Given information:

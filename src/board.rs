use serde::{Deserialize, Serialize};
use std::fmt;

use crate::piece::PieceId;

/// Board size constant
pub const BOARD_SIZE: usize = 11;

const LAST: i32 = BOARD_SIZE as i32 - 1;

/// The four orthogonal directions as (col, row) steps
pub const DIRECTIONS: [(i32, i32); 4] = [(0, -1), (0, 1), (-1, 0), (1, 0)];

pub const CORNERS: [Position; 4] = [
    Position::new(0, 0),
    Position::new(0, LAST),
    Position::new(LAST, 0),
    Position::new(LAST, LAST),
];

/// A cell coordinate, `(col, row)`. May lie off the board; callers check
/// with [`Position::is_on_board`] before indexing.
#[derive(Debug, Clone, Copy, PartialEq, Eq, Hash, PartialOrd, Ord, Serialize, Deserialize)]
pub struct Position {
    pub col: i32,
    pub row: i32,
}

impl Position {
    pub const fn new(col: i32, row: i32) -> Self {
        Position { col, row }
    }

    /// Manhattan distance
    pub fn distance(&self, other: Position) -> u32 {
        self.col.abs_diff(other.col) + self.row.abs_diff(other.row)
    }

    pub fn offset(&self, dc: i32, dr: i32) -> Position {
        Position::new(self.col + dc, self.row + dr)
    }

    pub fn is_on_board(&self) -> bool {
        (0..=LAST).contains(&self.col) && (0..=LAST).contains(&self.row)
    }

    pub fn is_corner(&self) -> bool {
        CORNERS.contains(self)
    }

    /// True for cells on the outermost ring, corners included
    pub fn is_on_edge(&self) -> bool {
        self.is_on_board()
            && (self.col == 0 || self.col == LAST || self.row == 0 || self.row == LAST)
    }
}

impl fmt::Display for Position {
    fn fmt(&self, f: &mut fmt::Formatter<'_>) -> fmt::Result {
        write!(f, "({}, {})", self.col, self.row)
    }
}

#[derive(Debug, Clone, Copy, PartialEq, Eq, Serialize, Deserialize)]
pub struct Move {
    pub from: Position,
    pub to: Position,
}

impl Move {
    pub fn new(from: Position, to: Position) -> Self {
        Move { from, to }
    }
}

impl fmt::Display for Move {
    fn fmt(&self, f: &mut fmt::Formatter<'_>) -> fmt::Result {
        write!(f, "{} -> {}", self.from, self.to)
    }
}

/// Piece placement. Cells hold handles into the engine's piece arena.
#[derive(Debug, Clone, PartialEq, Eq)]
pub struct Board {
    cells: [[Option<PieceId>; BOARD_SIZE]; BOARD_SIZE],
}

impl Board {
    pub fn new() -> Self {
        Board {
            cells: [[None; BOARD_SIZE]; BOARD_SIZE],
        }
    }

    /// Occupant of `pos`; off-board positions read as empty
    pub fn get(&self, pos: Position) -> Option<PieceId> {
        if pos.is_on_board() {
            self.cells[pos.row as usize][pos.col as usize]
        } else {
            None
        }
    }

    pub fn is_empty(&self, pos: Position) -> bool {
        self.get(pos).is_none()
    }

    /// Put `piece` on `pos`. Off-board positions are ignored.
    pub fn place(&mut self, pos: Position, piece: PieceId) {
        if pos.is_on_board() {
            self.cells[pos.row as usize][pos.col as usize] = Some(piece);
        }
    }

    /// Clear `pos`, returning whatever stood there
    pub fn take(&mut self, pos: Position) -> Option<PieceId> {
        if pos.is_on_board() {
            self.cells[pos.row as usize][pos.col as usize].take()
        } else {
            None
        }
    }

    pub fn clear(&mut self) {
        self.cells = [[None; BOARD_SIZE]; BOARD_SIZE];
    }

    /// Cells strictly after `from` up to and including `to`. Empty unless the
    /// two positions share a row or a column.
    pub fn path(from: Position, to: Position) -> Vec<Position> {
        if from == to || (from.col != to.col && from.row != to.row) {
            return Vec::new();
        }
        let dc = (to.col - from.col).signum();
        let dr = (to.row - from.row).signum();
        let mut cells = Vec::with_capacity(from.distance(to) as usize);
        let mut cur = from;
        while cur != to {
            cur = cur.offset(dc, dr);
            cells.push(cur);
        }
        cells
    }

    /// Iterate over every occupied cell
    pub fn occupied(&self) -> impl Iterator<Item = (Position, PieceId)> + '_ {
        self.cells.iter().enumerate().flat_map(|(row, cells)| {
            cells.iter().enumerate().filter_map(move |(col, cell)| {
                cell.map(|piece| (Position::new(col as i32, row as i32), piece))
            })
        })
    }
}

impl Default for Board {
    fn default() -> Self {
        Self::new()
    }
}

#[cfg(test)]
mod tests {
    use super::*;

    #[test]
    fn test_distance_is_manhattan() {
        let a = Position::new(2, 7);
        let b = Position::new(5, 3);
        assert_eq!(a.distance(b), 7);
        assert_eq!(b.distance(a), 7);
        assert_eq!(a.distance(a), 0);
    }

    #[test]
    fn test_corner_and_edge_identification() {
        for corner in CORNERS {
            assert!(corner.is_corner());
            assert!(corner.is_on_edge());
        }
        assert!(Position::new(0, 5).is_on_edge());
        assert!(Position::new(5, 10).is_on_edge());
        assert!(!Position::new(0, 5).is_corner());
        assert!(!Position::new(1, 1).is_on_edge());
        assert!(!Position::new(-1, 0).is_on_edge());
    }

    #[test]
    fn test_on_board_bounds() {
        assert!(Position::new(0, 0).is_on_board());
        assert!(Position::new(10, 10).is_on_board());
        assert!(!Position::new(11, 0).is_on_board());
        assert!(!Position::new(0, -1).is_on_board());
    }

    #[test]
    fn test_display_uses_col_row_order() {
        assert_eq!(Position::new(3, 8).to_string(), "(3, 8)");
        let mv = Move::new(Position::new(1, 2), Position::new(1, 5));
        assert_eq!(mv.to_string(), "(1, 2) -> (1, 5)");
    }

    #[test]
    fn test_path_excludes_origin_and_includes_target() {
        let path = Board::path(Position::new(5, 5), Position::new(5, 2));
        assert_eq!(
            path,
            vec![Position::new(5, 4), Position::new(5, 3), Position::new(5, 2)]
        );

        let path = Board::path(Position::new(1, 4), Position::new(3, 4));
        assert_eq!(path, vec![Position::new(2, 4), Position::new(3, 4)]);
    }

    #[test]
    fn test_path_empty_for_diagonal_or_null_move() {
        assert!(Board::path(Position::new(5, 5), Position::new(6, 6)).is_empty());
        assert!(Board::path(Position::new(5, 5), Position::new(5, 5)).is_empty());
    }

    #[test]
    fn test_place_take_roundtrip() {
        let mut board = Board::new();
        let pos = Position::new(4, 9);
        board.place(pos, PieceId(3));
        assert_eq!(board.get(pos), Some(PieceId(3)));
        assert_eq!(board.occupied().count(), 1);
        assert_eq!(board.take(pos), Some(PieceId(3)));
        assert!(board.is_empty(pos));
        assert_eq!(board.take(Position::new(20, 20)), None);
    }

    #[test]
    fn test_place_off_board_is_ignored() {
        let mut board = Board::new();
        board.place(Position::new(-1, 4), PieceId(0));
        board.place(Position::new(3, 11), PieceId(1));
        assert_eq!(board.occupied().count(), 0);
    }
}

Your instructions:
Set down every record above, word for word.

Your solution:
filename src/board.rs
use serde::{Deserialize, Serialize};
use std::fmt;

use crate::piece::PieceId;

/// Board size constant
pub const BOARD_SIZE: usize = 11;

const LAST: i32 = BOARD_SIZE as i32 - 1;

/// The four orthogonal directions as (col, row) steps
pub const DIRECTIONS: [(i32, i32); 4] = [(0, -1), (0, 1), (-1, 0), (1, 0)];

pub const CORNERS: [Position; 4] = [
    Position::new(0, 0),
    Position::new(0, LAST),
    Position::new(LAST, 0),
    Position::new(LAST, LAST),
];

/// A cell coordinate, `(col, row)`. May lie off the board; callers check
/// with [`Position::is_on_board`] before indexing.
#[derive(Debug, Clone, Copy, PartialEq, Eq, Hash, PartialOrd, Ord, Serialize, Deserialize)]
pub struct Position {
    pub col: i32,
    pub row: i32,
}

impl Position {
    pub const fn new(col: i32, row: i32) -> Self {
        Position { col, row }
    }

    /// Manhattan distance
    pub fn distance(&self, other: Position) -> u32 {
        self.col.abs_diff(other.col) + self.row.abs_diff(other.row)
    }

    pub fn offset(&self, dc: i32, dr: i32) -> Position {
        Position::new(self.col + dc, self.row + dr)
    }

    pub fn is_on_board(&self) -> bool {
        (0..=LAST).contains(&self.col) && (0..=LAST).contains(&self.row)
    }

    pub fn is_corner(&self) -> bool {
        CORNERS.contains(self)
    }

    /// True for cells on the outermost ring, corners included
    pub fn is_on_edge(&self) -> bool {
        self.is_on_board()
            && (self.col == 0 || self.col == LAST || self.row == 0 || self.row == LAST)
    }
}

impl fmt::Display for Position {
    fn fmt(&self, f: &mut fmt::Formatter<'_>) -> fmt::Result {
        write!(f, "({}, {})", self.col, self.row)
    }
}

#[derive(Debug, Clone, Copy, PartialEq, Eq, Serialize, Deserialize)]
pub struct Move {
    pub from: Position,
    pub to: Position,
}

impl Move {
    pub fn new(from: Position, to: Position) -> Self {
        Move { from, to }
    }
}

impl fmt::Display for Move {
    fn fmt(&self, f: &mut fmt::Formatter<'_>) -> fmt::Result {
        write!(f, "{} -> {}", self.from, self.to)
    }
}

/// Piece placement. Cells hold handles into the engine's piece arena.
#[derive(Debug, Clone, PartialEq, Eq)]
pub struct Board {
    cells: [[Option<PieceId>; BOARD_SIZE]; BOARD_SIZE],
}

impl Board {
    pub fn new() -> Self {
        Board {
            cells: [[None; BOARD_SIZE]; BOARD_SIZE],
        }
    }

    /// Occupant of `pos`; off-board positions read as empty
    pub fn get(&self, pos: Position) -> Option<PieceId> {
        if pos.is_on_board() {
            self.cells[pos.row as usize][pos.col as usize]
        } else {
            None
        }
    }

    pub fn is_empty(&self, pos: Position) -> bool {
        self.get(pos).is_none()
    }

    /// Put `piece` on `pos`. Off-board positions are ignored.
    pub fn place(&mut self, pos: Position, piece: PieceId) {
        if pos.is_on_board() {
            self.cells[pos.row as usize][pos.col as usize] = Some(piece);
        }
    }

    /// Clear `pos`, returning whatever stood there
    pub fn take(&mut self, pos: Position) -> Option<PieceId> {
        if pos.is_on_board() {
            self.cells[pos.row as usize][pos.col as usize].take()
        } else {
            None
        }
    }

    pub fn clear(&mut self) {
        self.cells = [[None; BOARD_SIZE]; BOARD_SIZE];
    }

    /// Cells strictly after `from` up to and including `to`. Empty unless the
    /// two positions share a row or a column.
    pub fn path(from: Position, to: Position) -> Vec<Position> {
        if from == to || (from.col != to.col && from.row != to.row) {
            return Vec::new();
        }
        let dc = (to.col - from.col).signum();
        let dr = (to.row - from.row).signum();
        let mut cells = Vec::with_capacity(from.distance(to) as usize);
        let mut cur = from;
        while cur != to {
            cur = cur.offset(dc, dr);
            cells.push(cur);
        }
        cells
    }

    /// Iterate over every occupied cell
    pub fn occupied(&self) -> impl Iterator<Item = (Position, PieceId)> + '_ {
        self.cells.iter().enumerate().flat_map(|(row, cells)| {
            cells.iter().enumerate().filter_map(move |(col, cell)| {
                cell.map(|piece| (Position::new(col as i32, row as i32), piece))
            })
        })
    }
}

impl Default for Board {
    fn default() -> Self {
        Self::new()
    }
}

#[cfg(test)]
mod tests {
    use super::*;

    #[test]
    fn test_distance_is_manhattan() {
        let a = Position::new(2, 7);
        let b = Position::new(5, 3);
        assert_eq!(a.distance(b), 7);
        assert_eq!(b.distance(a), 7);
        assert_eq!(a.distance(a), 0);
    }

    #[test]
    fn test_corner_and_edge_identification() {
        for corner in CORNERS {
            assert!(corner.is_corner());
            assert!(corner.is_on_edge());
        }
        assert!(Position::new(0, 5).is_on_edge());
        assert!(Position::new(5, 10).is_on_edge());
        assert!(!Position::new(0, 5).is_corner());
        assert!(!Position::new(1, 1).is_on_edge());
        assert!(!Position::new(-1, 0).is_on_edge());
    }

    #[test]
    fn test_on_board_bounds() {
        assert!(Position::new(0, 0).is_on_board());
        assert!(Position::new(10, 10).is_on_board());
        assert!(!Position::new(11, 0).is_on_board());
        assert!(!Position::new(0, -1).is_on_board());
    }

    #[test]
    fn test_display_uses_col_row_order() {
        assert_eq!(Position::new(3, 8).to_string(), "(3, 8)");
        let mv = Move::new(Position::new(1, 2), Position::new(1, 5));
        assert_eq!(mv.to_string(), "(1, 2) -> (1, 5)");
    }

    #[test]
    fn test_path_excludes_origin_and_includes_target() {
        let path = Board::path(Position::new(5, 5), Position::new(5, 2));
        assert_eq!(
            path,
            vec![Position::new(5, 4), Position::new(5, 3), Position::new(5, 2)]
        );

        let path = Board::path(Position::new(1, 4), Position::new(3, 4));
        assert_eq!(path, vec![Position::new(2, 4), Position::new(3, 4)]);
    }

    #[test]
    fn test_path_empty_for_diagonal_or_null_move() {
        assert!(Board::path(Position::new(5, 5), Position::new(6, 6)).is_empty());
        assert!(Board::path(Position::new(5, 5), Position::new(5, 5)).is_empty());
    }

    #[test]
    fn test_place_take_roundtrip() {
        let mut board = Board::new();
        let pos = Position::new(4, 9);
        board.place(pos, PieceId(3));
        assert_eq!(board.get(pos), Some(PieceId(3)));
        assert_eq!(board.occupied().count(), 1);
        assert_eq!(board.take(pos), Some(PieceId(3)));
        assert!(board.is_empty(pos));
        assert_eq!(board.take(Position::new(20, 20)), None);
    }

    #[test]
    fn test_place_off_board_is_ignored() {
        let mut board = Board::new();
        board.place(Position::new(-1, 4), PieceId(0));
        board.place(Position::new(3, 11), PieceId(1));
        assert_eq!(board.occupied().count(), 0);
    }
}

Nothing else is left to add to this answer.